Levantou de uma vez só e chutou o ar. Virou em direção à parede e a golpeou inúmeras vezes. Até ver um vermelho escorrer na frente de seus dedos. Como se fosse um rosto. E até formou um rosto mentalmente ali. O foco do seu ódio momentâneo eterno, igual a tantas outras vezes fez antes. Se bem que preferiria que fosse ele mesmo, para ver o sangue daquele nariz nojento.
Por último, gritou. Ao fazer isso sua mãe apareceu na sala extremamente preocupada com o filho.
-O que foi Edgar? Algum problema?
-Ele tem uma filha! Desgraçado! O filha da puta tem uma filha! Desgraçado, cachaceiro e cuzão de primeira!
-E o que tem isso? – falou calmamente e baixo como sempre fazia Benedita.

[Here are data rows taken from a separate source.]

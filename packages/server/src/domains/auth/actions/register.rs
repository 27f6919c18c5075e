use serde::Deserialize;
use sqlx::PgPool;
use tracing::info;

use crate::common::ApiError;
use crate::domains::auth::password;
use crate::domains::users::models::User;
use crate::domains::users::UserData;

#[derive(Debug, Deserialize)]
pub struct RegisterInput {
    #[serde(default)]
    pub email: String,
    #[serde(default)]
    pub password: String,
    #[serde(default)]
    pub name: String,
}

/// Register a new user.
///
/// Validation runs before anything touches the database. Duplicate emails
/// (case-insensitive) are a validation failure, with the unique index on
/// `lower(email)` as the backstop for concurrent registrations.
pub async fn register(input: RegisterInput, pool: &PgPool) -> Result<UserData, ApiError> {
    if input.email.trim().is_empty() {
        return Err(ApiError::validation("email is required"));
    }
    if input.password.is_empty() {
        return Err(ApiError::validation("password is required"));
    }
    if input.name.trim().is_empty() {
        return Err(ApiError::validation("name is required"));
    }

    if User::find_by_email(&input.email, pool).await?.is_some() {
        return Err(ApiError::validation("email already registered"));
    }

    let password_hash = password::hash_password(&input.password)?;

    let user = User::create(input.email, password_hash, input.name, pool)
        .await
        .map_err(|e| match e.as_database_error() {
            Some(db_err) if db_err.is_unique_violation() => {
                ApiError::validation("email already registered")
            }
            _ => ApiError::Database(e),
        })?;

    info!(user_id = %user.id, "user registered");

    Ok(UserData::from(user))
}
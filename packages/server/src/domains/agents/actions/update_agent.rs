use serde::Deserialize;
use sqlx::PgPool;

use crate::common::{AgentId, ApiError, Identity, WorkspaceId};
use crate::domains::agents::models::Agent;
use crate::domains::agents::AgentData;

fn empty_object() -> serde_json::Value {
    serde_json::json!({})
}

#[derive(Debug, Deserialize)]
pub struct UpdateAgentInput {
    #[serde(default)]
    pub name: String,
    pub workspace_id: Option<WorkspaceId>,
    #[serde(default = "empty_object")]
    pub persona: serde_json::Value,
    #[serde(default = "empty_object")]
    pub config: serde_json::Value,
}

/// Full replace of an owned agent's mutable fields (name, workspace link,
/// persona, config).
pub async fn update_agent(
    identity: &Identity,
    id: AgentId,
    input: UpdateAgentInput,
    pool: &PgPool,
) -> Result<AgentData, ApiError> {
    if input.name.trim().is_empty() {
        return Err(ApiError::validation("name is required"));
    }

    let agent = Agent::update_owned(
        id,
        identity.user_id,
        input.workspace_id,
        input.name,
        input.persona,
        input.config,
        pool,
    )
    .await?
    .ok_or(ApiError::NotFound)?;

    Ok(AgentData::from(agent))
}
use std::sync::Arc;
use std::time::Duration;

use newswatch_core::{CandidateItem, DeliveryOutcome};
use newswatch_logging::{watch_error, watch_info, watch_warn};
use tokio::time::Instant;

use crate::SinkError;

const TITLE_LOG_CHARS: usize = 50;

#[derive(Debug, Clone, Copy, PartialEq, Eq)]
pub enum MessageFormat {
    Markdown,
    Plain,
}

#[derive(Debug, Clone, PartialEq, Eq)]
pub struct OutgoingMessage {
    pub text: String,
    pub format: MessageFormat,
}

impl OutgoingMessage {
    /// Rich message: bold header, markup interpreted by the sink.
    pub fn markdown(item: &CandidateItem) -> Self {
        Self {
            text: format!("📰 *New Article*\n\n{}\n\n{}", item.title, item.link),
            format: MessageFormat::Markdown,
        }
    }

    /// Same content with no markup at all.
    pub fn plain(item: &CandidateItem) -> Self {
        Self {
            text: format!("📰 New Article\n\n{}\n\n{}", item.title, item.link),
            format: MessageFormat::Plain,
        }
    }
}

/// Destination for article notifications.
#[async_trait::async_trait]
pub trait MessageSink: Send + Sync {
    /// Lightweight probe that credentials and destination are usable.
    async fn check_reachable(&self) -> Result<(), SinkError>;

    async fn send(&self, message: &OutgoingMessage) -> Result<(), SinkError>;
}

/// Delivers items one at a time with a markup fallback and fixed pacing.
pub struct Notifier {
    sink: Arc<dyn MessageSink>,
    pacing: Duration,
    last_attempt: Option<Instant>,
}

impl Notifier {
    pub fn new(sink: Arc<dyn MessageSink>, pacing: Duration) -> Self {
        Self {
            sink,
            pacing,
            last_attempt: None,
        }
    }

    pub async fn check_sink(&self) -> Result<(), SinkError> {
        self.sink.check_reachable().await
    }

    /// Sends `item`, retrying once as plain text if the sink rejects the markup.
    ///
    /// Any other failure, or a failed fallback, yields `Failed`; the caller
    /// never retries.
    pub async fn notify(&mut self, item: &CandidateItem) -> DeliveryOutcome {
        self.pace().await;
        let outcome = self.deliver(item).await;
        self.last_attempt = Some(Instant::now());
        outcome
    }

    async fn deliver(&self, item: &CandidateItem) -> DeliveryOutcome {
        let title = short_title(&item.title);
        let err = match self.sink.send(&OutgoingMessage::markdown(item)).await {
            Ok(()) => {
                watch_info!("Sent: {}...", title);
                return DeliveryOutcome::Delivered;
            }
            Err(err) => err,
        };

        if !err.is_formatting() {
            watch_error!("Delivery failed for {}: {}", item.link, err);
            return DeliveryOutcome::Failed;
        }

        watch_warn!("Sink rejected markup ({}), retrying as plain text", err.message);
        match self.sink.send(&OutgoingMessage::plain(item)).await {
            Ok(()) => {
                watch_info!("Sent as plain text: {}...", title);
                DeliveryOutcome::Delivered
            }
            Err(err) => {
                watch_error!("Failed to send message even without markup: {}", err);
                DeliveryOutcome::Failed
            }
        }
    }

    async fn pace(&self) {
        if let Some(last) = self.last_attempt {
            tokio::time::sleep_until(last + self.pacing).await;
        }
    }
}

fn short_title(title: &str) -> String {
    title.chars().take(TITLE_LOG_CHARS).collect()
}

-E o que tem isso? – perguntou um Edgar Pontes furioso – Ele sempre me falou que eu era seu único filho. Eu até perguntei se já tinha outro filho, outra família. E de repente, me surge essa porcaria escrita? Que eu tenho uma meio irmã? Uma pivete de doze anos?
-Esqueça isso. Não tem motivo para todo esse barulho.
-Não tem? Por acaso sabia de toda essa merda?
Quando falou isso, o jovem pegou o papel de forma a amassá-lo. Com a raiva segurava fortemente o conteúdo da carta. Como uma tocha ou qualquer outra coisa. Menos um papel escrito. Ele apertava aquilo com vigor suficiente para fazer seu punho sangrar. Quando estava prestes a falar algo se virou para o seu quarto feito um trovão.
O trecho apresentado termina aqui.